Andreas Weissen
Homo alpinus vulgaris and storyteller from Valais/Switzerland, President of CIPRA International 1994-2005. Director of the Swiss Parks Network 2009-2013. Board member of ALPARC until 2017, the Alpine Network of Protected Areas. Since 2005 in charge of the Binntal Nature Park (Wallis/Switzerland) for cross-border cooperation.
Under the Spell of Zlatorog
In 1993 I attended a conference in Bled and had to pass the time somehow until the departure of the night train back to Switzerland. I met Marija Zupancic-Vicar at the conference and she suggested an excursion to Triglavski Narodni Park. We drove through the wide moorland of Pokljuka to a mountain pasture below Lipanski Vrh. After a short hike, we reached the summit and that's when I saw it for the first time, Triglav. And immediately it was clear: I have to go up there. On the way back, the former park director told me about the beginnings of the park with the protection contract for the lonely, flowery high valley Dolina Triglaskih Jezer, a pioneering act of European nature conservation in the 1920s.
Two years later I was unexpectedly elected President of the International Commission for the Protection of the Alps (CIPRA) and met Marija's successor, Janez Bizjak. With him I shared not only an interest in alpinism but also in the nature and culture of the Alps. And it was from Janez that I first heard the story of Zlatorog, the mysterious chamois with golden horns that watched over the colourful flower gardens around Triglav.
Janez also gave me valuable tips for my planned hike through the national park with the ascent of Slovenia's emblematic mountain: choosing the long ascent from Trenta to Dolic and then directly to the summit. And at the end of June, beginning of July, not during the summer peak season, when columns of mountain-loving Slovenians flock to the park. Two pieces of advice that I took to heart.
In 1996 I wrote out an excursion to Slovenia for the Alpine Initiative, a popular initiative in Switzerland that opposed the transit of lorries through the Alps. We travelled via Milan, but got stuck in Udine. It was no longer possible to continue by train because the raging floods of the Fella in the Val Canale had washed out the tracks and flooded the road. The next day we travelled in a minibus via Kobarid to Bovec; it was pouring with rain, and at higher altitudes a lot of snow. Wetness and cold remained our constant companions for a week. Because of the danger of avalanches, we could not think of going up to Trzaska Koca in the Dolic valley. Climbing up from Vrsnik, we reached Dom na Komni after a tedious trudge through the snow. The next day we went to the Seven Lakes Valley, but instead of flowers, snow awaited us. Somewhere on the Hribarice plateau in dense fog, we decided to return.

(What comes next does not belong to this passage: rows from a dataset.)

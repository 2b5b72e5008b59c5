use std::fmt::Display;
use std::str::FromStr;

#[derive(Clone, Copy, Debug, PartialEq, Eq)]
/// The kind of media served by TMDB
pub enum ContentType {
    Movie,
    TvShow,
    Person,
}

impl ContentType {
    /// The path segment used by TMDB and by our routes
    pub fn as_str(&self) -> &'static str {
        match self {
            Self::Movie => "movie",
            Self::TvShow => "tv",
            Self::Person => "person",
        }
    }
}

impl Display for ContentType {
    fn fmt(&self, f: &mut std::fmt::Formatter<'_>) -> std::fmt::Result {
        f.write_str(self.as_str())
    }
}

impl FromStr for ContentType {
    type Err = &'static str;
    fn from_str(s: &str) -> Result<Self, Self::Err> {
        match s {
            "movie" => Ok(Self::Movie),
            "tv" => Ok(Self::TvShow),
            "person" => Ok(Self::Person),
            _ => Err("invalid content type"),
        }
    }
}

#[test]
fn test_content_type() {
    assert_eq!(ContentType::from_str("movie"), Ok(ContentType::Movie));
    assert_eq!(ContentType::from_str("tv"), Ok(ContentType::TvShow));
    assert_eq!(ContentType::from_str("person"), Ok(ContentType::Person));
    assert!(ContentType::from_str("Movie").is_err());
    assert!(ContentType::from_str("album").is_err());
    assert!(ContentType::from_str("").is_err());
    assert_eq!(ContentType::TvShow.to_string(), "tv");
}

The second attempt was successful. Once again, I set out for the Julian Alps in 1997 with a dozen members of the Alpine Initiative Association. Already in the first two days we found the botanical rarities, the Carniolan Lily and the Zois Bellflower n the botanical garden Alpinum Julijana we admired more characteristic species of the Eastern Alps, visited the source of the Soca, the Mlinarica Gorge and other sights around Trenta, where we usually took a rest day. The centre director Marko Pretner gave us valuable tips about his valley and helped us find suitable accommodation. The early morning climb up the old Mulatiera to Trzaska koca was breathtaking, the ascent of Triglav short and easy thanks to the many iron "boar spikes". Finally, we stood on the summit, enjoying the view of the surrounding mountains, over the vast karst heights, down into the valleys. Four more times I was allowed to accompany a hiking group through the Triglavski Narodni Park and up to Slovenia's highest mountain. And again and again, I told the legend of Zlatorog, not in Slovenian, but in my medieval Valaisian German dialect. This was also the case on 11 December 2019, on International Mountain Day, at an evening event organised by the Federal Ministry for the Environment in Berlin. An impressive story that reminds us that we humans destroy ourselves and our livelihoods when we disregard the laws of nature and wantonly or negligently transgress boundaries.
Every time I mention Zlatorog, I get homesick for the people, nature and landscapes around Triglav. So: it's high time to pack my rucksack and tie my mountaineering boots and, after a break of fifteen years, finally set off again for the Julian Alps.